Soybean is an important oilseed crop and major dietary protein resource, yet the molecular processes and regulatory mechanisms involved in biosynthesis of seed storage substances are not fully understood. The B3 domain transcription factor (TF) LEC2 essentially regulates embryo development and seed maturation in other plants, but is not functionally characterized in soybean. Here, we characterize the function of a soybean LEC2 homolog, GmLEC2a, in regulating carbohydrate catabolism, triacylglycerol (TAG) biosynthesis, and seed development.
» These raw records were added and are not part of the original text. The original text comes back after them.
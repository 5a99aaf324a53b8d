// ABOUTME: SMS-SUBMIT encoder: splits text into one or more hex PDUs ready for AT+CMGS / AT+CMGW
// ABOUTME: Chooses GSM-7 when every character fits, UCS-2 otherwise, with 8-bit concatenation headers

use super::{Alphabet, UserDataHeader, encode_address, encode_smsc, gsm7_septets, pack_gsm7_user_data};
use crate::datatypes::ErrorKind;
use crate::encoding::hex_encode;
use crate::error::{ModemError, ModemResult};

/// Relative validity period: 4 days.
const VALIDITY_4_DAYS: u8 = 0xAA;

const GSM7_SINGLE: usize = 160;
const GSM7_PART: usize = 153;
const UCS2_SINGLE: usize = 70;
const UCS2_PART: usize = 67;
/// Concatenated messages cannot address more parts than this.
const MAX_PARTS: usize = 255;

/// One encoded part.
#[derive(Clone, Debug, PartialEq, Eq)]
pub struct SubmitPdu {
    /// SMSC field plus TPDU, uppercase hex
    pub pdu: String,
    /// TPDU length in octets, the `<length>` argument of `AT+CMGS`
    pub length: usize,
}

/// Encode `text` for `number`.
///
/// `reference` identifies the parts of a concatenated message. `store`
/// leaves out the validity period, for messages written to the SIM.
pub fn encode_submit(
    number: &str,
    text: &str,
    csca: Option<&str>,
    status_request: bool,
    reference: u8,
    store: bool,
) -> ModemResult<Vec<SubmitPdu>> {
    let (alphabet, chunks) = match gsm7_septets(text) {
        Some(septets) => (Alphabet::Gsm7, split_gsm7(septets)),
        None => (Alphabet::Ucs2, split_ucs2(text)),
    };
    if chunks.len() > MAX_PARTS {
        return Err(ModemError::new(
            ErrorKind::TextTooLong,
            format!("{} parts needed", chunks.len()),
        ));
    }

    let count = chunks.len() as u8;
    let smsc = encode_smsc(csca);
    chunks
        .iter()
        .enumerate()
        .map(|(i, chunk)| {
            let udh = (count > 1).then(|| UserDataHeader::concat8(reference, count, i as u8 + 1));
            let tpdu = encode_tpdu(number, alphabet, chunk, udh, status_request, store);
            let mut pdu = smsc.clone();
            pdu.extend(&tpdu);
            Ok(SubmitPdu {
                pdu: hex_encode(&pdu),
                length: tpdu.len(),
            })
        })
        .collect()
}

fn encode_tpdu(
    number: &str,
    alphabet: Alphabet,
    chunk: &[u8],
    udh: Option<Vec<u8>>,
    status_request: bool,
    store: bool,
) -> Vec<u8> {
    // MTI = SMS-SUBMIT
    let mut first = 0x01u8;
    if !store {
        // VPF = relative
        first |= 0x10;
    }
    if status_request {
        first |= 0x20;
    }
    if udh.is_some() {
        first |= 0x40;
    }

    // TP-MR is filled in by the modem
    let mut out = vec![first, 0x00];
    out.extend(encode_address(number));
    out.push(0x00);
    out.push(alphabet.dcs());
    if !store {
        out.push(VALIDITY_4_DAYS);
    }

    let header = udh.unwrap_or_default();
    match alphabet {
        Alphabet::Gsm7 => {
            let (data, udl) = pack_gsm7_user_data(chunk, header.len());
            out.push(udl as u8);
            out.extend(header);
            out.extend(data);
        }
        _ => {
            out.push((header.len() + chunk.len()) as u8);
            out.extend(header);
            out.extend(chunk);
        }
    }
    out
}

/// Split septets into message-sized chunks without separating an escape
/// from the character it introduces.
fn split_gsm7(septets: Vec<u8>) -> Vec<Vec<u8>> {
    if septets.len() <= GSM7_SINGLE {
        return vec![septets];
    }
    let mut chunks = Vec::new();
    let mut start = 0;
    while start < septets.len() {
        let mut end = (start + GSM7_PART).min(septets.len());
        if end < septets.len() && septets[end - 1] == 0x1B {
            end -= 1;
        }
        chunks.push(septets[start..end].to_vec());
        start = end;
    }
    chunks
}

/// Split text into UTF-16BE chunks without separating surrogate pairs.
fn split_ucs2(text: &str) -> Vec<Vec<u8>> {
    let units: Vec<u16> = text.encode_utf16().collect();
    let per_part = if units.len() <= UCS2_SINGLE { UCS2_SINGLE } else { UCS2_PART };

    let mut chunks = Vec::new();
    let mut start = 0;
    while start < units.len() || chunks.is_empty() {
        let mut end = (start + per_part).min(units.len());
        if end < units.len() && (0xD800..0xDC00).contains(&units[end - 1]) {
            end -= 1;
        }
        chunks.push(units[start..end].iter().flat_map(|u| u.to_be_bytes()).collect());
        start = end;
    }
    chunks
}

#[cfg(test)]
mod tests {
    use super::*;

    #[test]
    fn test_single_gsm7_message() {
        let pdus = encode_submit("+3460712", "hello", None, false, 0, false).unwrap();
        assert_eq!(pdus.len(), 1);
        // 00 | 11 00 07 91 43 06 17 F2 00 00 AA 05 E8 32 9B FD 06
        assert_eq!(pdus[0].pdu, "0011000791430617F20000AA05E8329BFD06");
        assert_eq!(pdus[0].length, 17);
    }

    #[test]
    fn test_status_request_flag() {
        let pdus = encode_submit("+3460712", "hello", None, true, 0, false).unwrap();
        assert!(pdus[0].pdu.starts_with("0031"));
    }

    #[test]
    fn test_stored_message_has_no_validity() {
        let pdus = encode_submit("+3460712", "hello", None, false, 0, true).unwrap();
        assert_eq!(pdus[0].pdu, "0001000791430617F2000005E8329BFD06");
    }

    #[test]
    fn test_ucs2_message() {
        let pdus = encode_submit("+3460712", "ĥi", None, false, 0, false).unwrap();
        assert_eq!(pdus.len(), 1);
        assert!(pdus[0].pdu.ends_with("0008AA0401250069"));
    }

    #[test]
    fn test_multipart_gsm7() {
        let text = "a".repeat(200);
        let pdus = encode_submit("+3460712", &text, None, false, 42, false).unwrap();
        assert_eq!(pdus.len(), 2);
        // UDHI set and the concatenation header present in both parts
        assert!(pdus[0].pdu.starts_with("0051"));
        assert!(pdus[0].pdu.contains("0500032A0201"));
        assert!(pdus[1].pdu.contains("0500032A0202"));
    }

    #[test]
    fn test_escape_not_split() {
        let mut text = "a".repeat(152);
        text.push('€');
        text.push_str(&"b".repeat(20));
        let chunks = split_gsm7(gsm7_septets(&text).unwrap());
        assert_eq!(chunks[0].len(), 152);
        assert_eq!(chunks[1][0], 0x1B);
    }

    #[test]
    fn test_multipart_ucs2_keeps_surrogates() {
        let text = format!("{}😀", "ж".repeat(66));
        let chunks = split_ucs2(&format!("{}{}", text, "ж".repeat(10)));
        assert_eq!(chunks[0].len(), 66 * 2);
    }

    #[test]
    fn test_empty_text_gives_one_part() {
        let pdus = encode_submit("123", "", None, false, 0, false).unwrap();
        assert_eq!(pdus.len(), 1);
        assert_eq!(split_ucs2("").len(), 1);
    }
}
The experimental analysis showed that GmLEC2a complemented Arabidopsis atlec2 mutant defects in seedling development and TAG accumulation. Over-expression of GmLEC2a in Arabidopsis seeds increased the TAG contents by 34% and the composition of long chain fatty acids by 4% relative to the control seeds. Transcriptome analysis showed that ectopic expression of GmLEC2a in soybean hairy roots up-regulated several sets of downstream TF genes GmLEC1, GmFUS3, GmABI3, GmDof11 and GmWRI1 that regulate the seed development and production of seed storage substances. GmLEC2a regulated the lipid transporter genes and oil body protein gene OLEOSIN (OLE1). The genes involved in carbohydrate biosynthesis and storage, such as sucrose synthesis, and catabolism of TAG, such as lipases in GmLEC2a hairy roots were down-regulated. GmLEC2a targeted metabolic genes for seed protein in soybean.